The economy will have to "unwind," he said, with a bottom that no one can yet predict.
He fears that the stimulus bill Obama signed today might not be enough -- more in the future may be needed until that bottom is reached.
"We have been able to keep cheap money in this country because the Chinese and the Japanese financed us for little or nothing," he said. "They are now buying Treasury bills at 0 percent interest because it's safer than any other place, they think."
Those nations will run out of money, he said, because a trade surplus will evaporate as American consumers stop buying products because of the recession.
Peterson says that "we're getting further into debt as a country" with more than $2 trillion potentially added this year and the Federal Reserve on the hook for another $6 trillion.
"If the Chinese run out of money or they decide not to borrow the money, we could be looking at 15-20 percent interest rates again like we did in the '70s," he said. "It's not just the government that's lived beyond it's means, we all are. We've all been borrowing too much, taken equity loans on our houses, trying to keep up because we haven't made enough wages.

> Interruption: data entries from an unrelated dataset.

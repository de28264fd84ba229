//! Events published to topic subscribers.

use chrono::{DateTime, Utc};
use serde::{Deserialize, Serialize};
use serde_json::Value as JsonValue;
use uuid::Uuid;

use fishdock_core::{ItemId, ParticipantId};
use fishdock_ledger::{LedgerEntry, Projection, StockStatus};

/// A committed inventory mutation, as seen by subscribers.
#[derive(Debug, Clone, PartialEq, Eq, Serialize, Deserialize)]
pub struct ChangeEvent {
    pub event_id: Uuid,
    pub entry: LedgerEntry,
    pub projection: Projection,
    pub occurred_at: DateTime<Utc>,
}

/// Fired exactly when an item's status crosses into an alertable category.
///
/// Carries the crossing target so `low_stock` subscribers can distinguish
/// low-stock from out-of-stock without a second read.
#[derive(Debug, Clone, PartialEq, Eq, Serialize, Deserialize)]
pub struct StockAlert {
    pub event_id: Uuid,
    pub item_id: ItemId,
    pub status: StockStatus,
    pub quantity: i64,
    pub min_stock: i64,
    pub occurred_at: DateTime<Utc>,
}

/// Join/leave direction of a presence event.
#[derive(Debug, Copy, Clone, PartialEq, Eq, Serialize, Deserialize)]
#[serde(rename_all = "snake_case")]
pub enum PresenceAction {
    Join,
    Leave,
}

/// A participant entering or leaving a presence room.
#[derive(Debug, Clone, PartialEq, Eq, Serialize, Deserialize)]
pub struct PresenceEvent {
    pub event_id: Uuid,
    pub room: String,
    pub participant_id: ParticipantId,
    pub action: PresenceAction,
    /// Last known participant metadata (viewing context, display name).
    pub metadata: JsonValue,
    pub occurred_at: DateTime<Utc>,
}

/// The unit delivered to subscribers. Closed union; handlers match
/// exhaustively on the variants their topic can carry.
#[derive(Debug, Clone, PartialEq, Eq, Serialize, Deserialize)]
#[serde(tag = "type", rename_all = "snake_case")]
pub enum Notification {
    Change(ChangeEvent),
    Alert(StockAlert),
    Presence(PresenceEvent),
}

impl Notification {
    pub fn event_id(&self) -> Uuid {
        match self {
            Notification::Change(e) => e.event_id,
            Notification::Alert(e) => e.event_id,
            Notification::Presence(e) => e.event_id,
        }
    }

    pub fn occurred_at(&self) -> DateTime<Utc> {
        match self {
            Notification::Change(e) => e.occurred_at,
            Notification::Alert(e) => e.occurred_at,
            Notification::Presence(e) => e.occurred_at,
        }
    }
}
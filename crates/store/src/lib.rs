//! `fishdock-store` — the stock ledger store.
//!
//! A durable append-only ledger plus a current-quantity projection per item,
//! behind one atomic read-modify-write boundary. The in-memory realization
//! backs tests/dev; a Postgres realization is available behind the
//! `postgres` feature.

pub mod in_memory;
#[cfg(feature = "postgres")]
pub mod postgres;
pub mod query;
pub mod store;

pub use in_memory::InMemoryStockStore;
#[cfg(feature = "postgres")]
pub use postgres::PgStockStore;
pub use query::{LogCursor, LogPage, LogQuery, ProjectionFilter, StockTotals};
pub use store::{Committed, StockStore, StoreError};
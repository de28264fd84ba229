//! `fishdock-ledger` — pure inventory ledger domain.
//!
//! Closed tagged unions for mutation kinds, the immutable ledger entry and
//! its uncommitted draft, the current-quantity projection, the stock-status
//! classifier, and read-only item master data. No IO, no side effects.

pub mod entry;
pub mod item;
pub mod projection;
pub mod status;

pub use entry::{
    AdjustmentDirection, DeltaSpec, EntryDraft, EntryKind, LedgerEntry, Reference, ReferenceKind,
};
pub use item::{InMemoryCatalog, Item, ItemCatalog};
pub use projection::Projection;
pub use status::{classify, StockStatus};
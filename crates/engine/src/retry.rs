//! Bounded retry policy for the apply loop.

use std::env;
use std::time::Duration;

const DEFAULT_CONFLICT_RETRIES: u32 = 5;
const DEFAULT_TRANSIENT_ATTEMPTS: u32 = 3;
const DEFAULT_BACKOFF_BASE_MS: u64 = 50;
const DEFAULT_BACKOFF_CAP_MS: u64 = 2_000;

/// How the engine retries the two recoverable failure modes.
///
/// Version conflicts are retried immediately with a fresh projection read;
/// transient storage failures are retried with exponential backoff. Business
/// errors are never retried. Both budgets are small and bounded so a stuck
/// store surfaces as an error instead of an unbounded stall.
#[derive(Debug, Clone, PartialEq, Eq)]
pub struct RetryPolicy {
    /// Fresh-read retries after an optimistic version conflict.
    pub max_conflict_retries: u32,
    /// Total attempts against a transiently unavailable store.
    pub transient_attempts: u32,
    /// First backoff sleep; doubles per transient attempt.
    pub backoff_base: Duration,
    /// Upper bound on a single backoff sleep.
    pub backoff_cap: Duration,
}

impl Default for RetryPolicy {
    fn default() -> Self {
        Self {
            max_conflict_retries: DEFAULT_CONFLICT_RETRIES,
            transient_attempts: DEFAULT_TRANSIENT_ATTEMPTS,
            backoff_base: Duration::from_millis(DEFAULT_BACKOFF_BASE_MS),
            backoff_cap: Duration::from_millis(DEFAULT_BACKOFF_CAP_MS),
        }
    }
}

impl RetryPolicy {
    /// Policy from `FISHDOCK_*` environment overrides, defaults otherwise.
    pub fn from_env() -> Self {
        Self::from_lookup(|key| env::var(key).ok())
    }

    fn from_lookup(lookup: impl Fn(&str) -> Option<String>) -> Self {
        let defaults = Self::default();
        Self {
            max_conflict_retries: parse(&lookup, "FISHDOCK_CONFLICT_RETRIES")
                .unwrap_or(defaults.max_conflict_retries),
            transient_attempts: parse::<u32>(&lookup, "FISHDOCK_TRANSIENT_ATTEMPTS")
                .map(|n| n.max(1))
                .unwrap_or(defaults.transient_attempts),
            backoff_base: parse(&lookup, "FISHDOCK_BACKOFF_BASE_MS")
                .map(Duration::from_millis)
                .unwrap_or(defaults.backoff_base),
            backoff_cap: parse(&lookup, "FISHDOCK_BACKOFF_CAP_MS")
                .map(Duration::from_millis)
                .unwrap_or(defaults.backoff_cap),
        }
    }

    /// Sleep before transient attempt `attempt` (zero-based): base doubled
    /// per attempt, capped.
    pub fn backoff(&self, attempt: u32) -> Duration {
        let factor = 1u32.checked_shl(attempt).unwrap_or(u32::MAX);
        self.backoff_base
            .checked_mul(factor)
            .unwrap_or(self.backoff_cap)
            .min(self.backoff_cap)
    }
}

fn parse<T: std::str::FromStr>(lookup: impl Fn(&str) -> Option<String>, key: &str) -> Option<T> {
    lookup(key)?.trim().parse().ok()
}
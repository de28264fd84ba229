//! The adjustment engine: the single write path into the stock ledger.

use std::thread;

use chrono::Utc;
use tracing::{debug, error, warn};

use fishdock_core::{ActorId, EntryId, ExpectedVersion, ItemId, LedgerError, LedgerResult};
use fishdock_ledger::{classify, DeltaSpec, EntryDraft, Item, ItemCatalog, Projection, Reference};
use fishdock_notify::ChangeNotifier;
use fishdock_store::{
    Committed, LogPage, LogQuery, ProjectionFilter, StockStore, StockTotals, StoreError,
};

use crate::retry::RetryPolicy;

/// Applies inventory mutations atomically and fans out the committed result.
///
/// `apply` is the only way stock quantities change. Each call validates the
/// spec, resolves the item, reads the current projection, pre-checks the
/// stock floor, and appends entry + projection update as one atomic unit
/// under optimistic versioning. Concurrent appliers on the same item race on
/// the version; the loser re-reads and retries against the new state, so an
/// interleaving of N concurrent calls is always equivalent to some serial
/// order of the subset that succeeded.
///
/// Notification happens strictly after commit and can neither fail nor undo
/// the mutation.
#[derive(Debug)]
pub struct AdjustmentEngine<S, C> {
    store: S,
    catalog: C,
    notifier: ChangeNotifier,
    policy: RetryPolicy,
}

impl<S, C> AdjustmentEngine<S, C>
where
    S: StockStore,
    C: ItemCatalog,
{
    pub fn new(store: S, catalog: C, notifier: ChangeNotifier) -> Self {
        Self::with_policy(store, catalog, notifier, RetryPolicy::default())
    }

    pub fn with_policy(store: S, catalog: C, notifier: ChangeNotifier, policy: RetryPolicy) -> Self {
        Self {
            store,
            catalog,
            notifier,
            policy,
        }
    }

    pub fn notifier(&self) -> &ChangeNotifier {
        &self.notifier
    }

    /// Apply one inventory mutation.
    pub fn apply(
        &self,
        item_id: ItemId,
        spec: DeltaSpec,
        actor_id: ActorId,
        note: Option<String>,
    ) -> LedgerResult<Committed> {
        self.apply_referenced(item_id, spec, actor_id, note, None)
    }

    /// Apply one inventory mutation linked to an originating order document.
    pub fn apply_referenced(
        &self,
        item_id: ItemId,
        spec: DeltaSpec,
        actor_id: ActorId,
        note: Option<String>,
        reference: Option<Reference>,
    ) -> LedgerResult<Committed> {
        spec.validate()?;
        let item = self.catalog.get(item_id).ok_or(LedgerError::NotFound)?;
        let delta = spec.signed_delta();

        let mut conflict_retries = 0u32;
        let mut transient_attempt = 0u32;
        loop {
            let projection = match self.ensure_projection(&item) {
                Ok(projection) => projection,
                Err(StoreError::Unavailable(msg)) => {
                    self.transient_pause(&mut transient_attempt, &msg)?;
                    continue;
                }
                Err(err) => return Err(map_store_error(err)),
            };

            let before = projection.quantity;
            let after = before.checked_add(delta).ok_or_else(|| {
                LedgerError::validation(format!("quantity overflow applying {delta} to {before}"))
            })?;
            if after < 0 {
                return Err(LedgerError::InsufficientStock {
                    requested: -delta,
                    available: before,
                });
            }

            let previous_status = classify(before, item.min_stock);
            let draft = EntryDraft {
                entry_id: EntryId::new(),
                item_id,
                kind: spec.kind(),
                quantity_change: delta,
                quantity_before: before,
                quantity_after: after,
                status_after: classify(after, item.min_stock),
                reference,
                note: note.clone(),
                loss_reason: spec.loss_reason().map(str::to_string),
                actor_id,
                created_at: Utc::now(),
            };

            match self
                .store
                .append(draft, ExpectedVersion::Exact(projection.version))
            {
                Ok(committed) => {
                    debug!(
                        item_id = %item_id,
                        seq = committed.entry.seq,
                        kind = %committed.entry.kind,
                        quantity = committed.projection.quantity,
                        status = %committed.projection.status,
                        "applied inventory mutation"
                    );
                    self.notifier.publish_commit(
                        previous_status,
                        &committed.entry,
                        &committed.projection,
                        item.min_stock,
                    );
                    return Ok(committed);
                }
                Err(StoreError::Conflict(msg)) => {
                    if conflict_retries >= self.policy.max_conflict_retries {
                        return Err(LedgerError::conflict(msg));
                    }
                    conflict_retries += 1;
                    debug!(
                        item_id = %item_id,
                        retry = conflict_retries,
                        "version conflict, re-reading projection"
                    );
                }
                Err(StoreError::Unavailable(msg)) => {
                    self.transient_pause(&mut transient_attempt, &msg)?;
                }
                Err(StoreError::InvalidAppend(msg)) => {
                    // An unchained draft is a bug in this pipeline, not an
                    // outage; refuse it without retrying.
                    error!(item_id = %item_id, %msg, "store refused an inconsistent draft");
                    return Err(LedgerError::conflict(msg));
                }
                Err(err) => return Err(map_store_error(err)),
            }
        }
    }

    /// Current projection of an item.
    pub fn read_projection(&self, item_id: ItemId) -> LedgerResult<Projection> {
        self.store.read_projection(item_id).map_err(map_store_error)
    }

    /// Projections matching the filter.
    pub fn list_projections(&self, filter: &ProjectionFilter) -> LedgerResult<Vec<Projection>> {
        self.store.list_projections(filter).map_err(map_store_error)
    }

    /// Newest-first page of the audit ledger.
    pub fn read_log(&self, query: &LogQuery) -> LedgerResult<LogPage> {
        self.store.read_log(query).map_err(map_store_error)
    }

    /// Aggregate quantity and item counts across all projections.
    pub fn totals(&self) -> LedgerResult<StockTotals> {
        self.store.totals().map_err(map_store_error)
    }

    fn ensure_projection(&self, item: &Item) -> Result<Projection, StoreError> {
        self.store
            .ensure_projection(item.id, classify(0, item.min_stock))
    }

    /// Sleep out one transient-failure backoff step, or give up once the
    /// attempt budget is spent.
    fn transient_pause(&self, attempt: &mut u32, msg: &str) -> LedgerResult<()> {
        *attempt += 1;
        if *attempt >= self.policy.transient_attempts {
            return Err(LedgerError::storage_unavailable(msg));
        }
        let pause = self.policy.backoff(*attempt - 1);
        warn!(attempt = *attempt, ?pause, "store unavailable, backing off");
        thread::sleep(pause);
        Ok(())
    }
}

fn map_store_error(err: StoreError) -> LedgerError {
    match err {
        StoreError::NotFound => LedgerError::NotFound,
        StoreError::Conflict(msg) => LedgerError::Conflict(msg),
        StoreError::Unavailable(msg) => LedgerError::StorageUnavailable(msg),
        StoreError::InvalidAppend(msg) => LedgerError::Conflict(msg),
    }
}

"It's got to stop," he said, "and go back to the principles that built this country."
Peterson, first elected in 1990, thanked the Beltrami County Democrats for their years' long support "so I can be in the middle of this mess and hopefully do some good."
With five Democratic 2010 gubernatorial candidates on the program, Peterson spoke the longest, more than 15 minutes, and took several questions from the audience about the federal government bailout of the banking industry.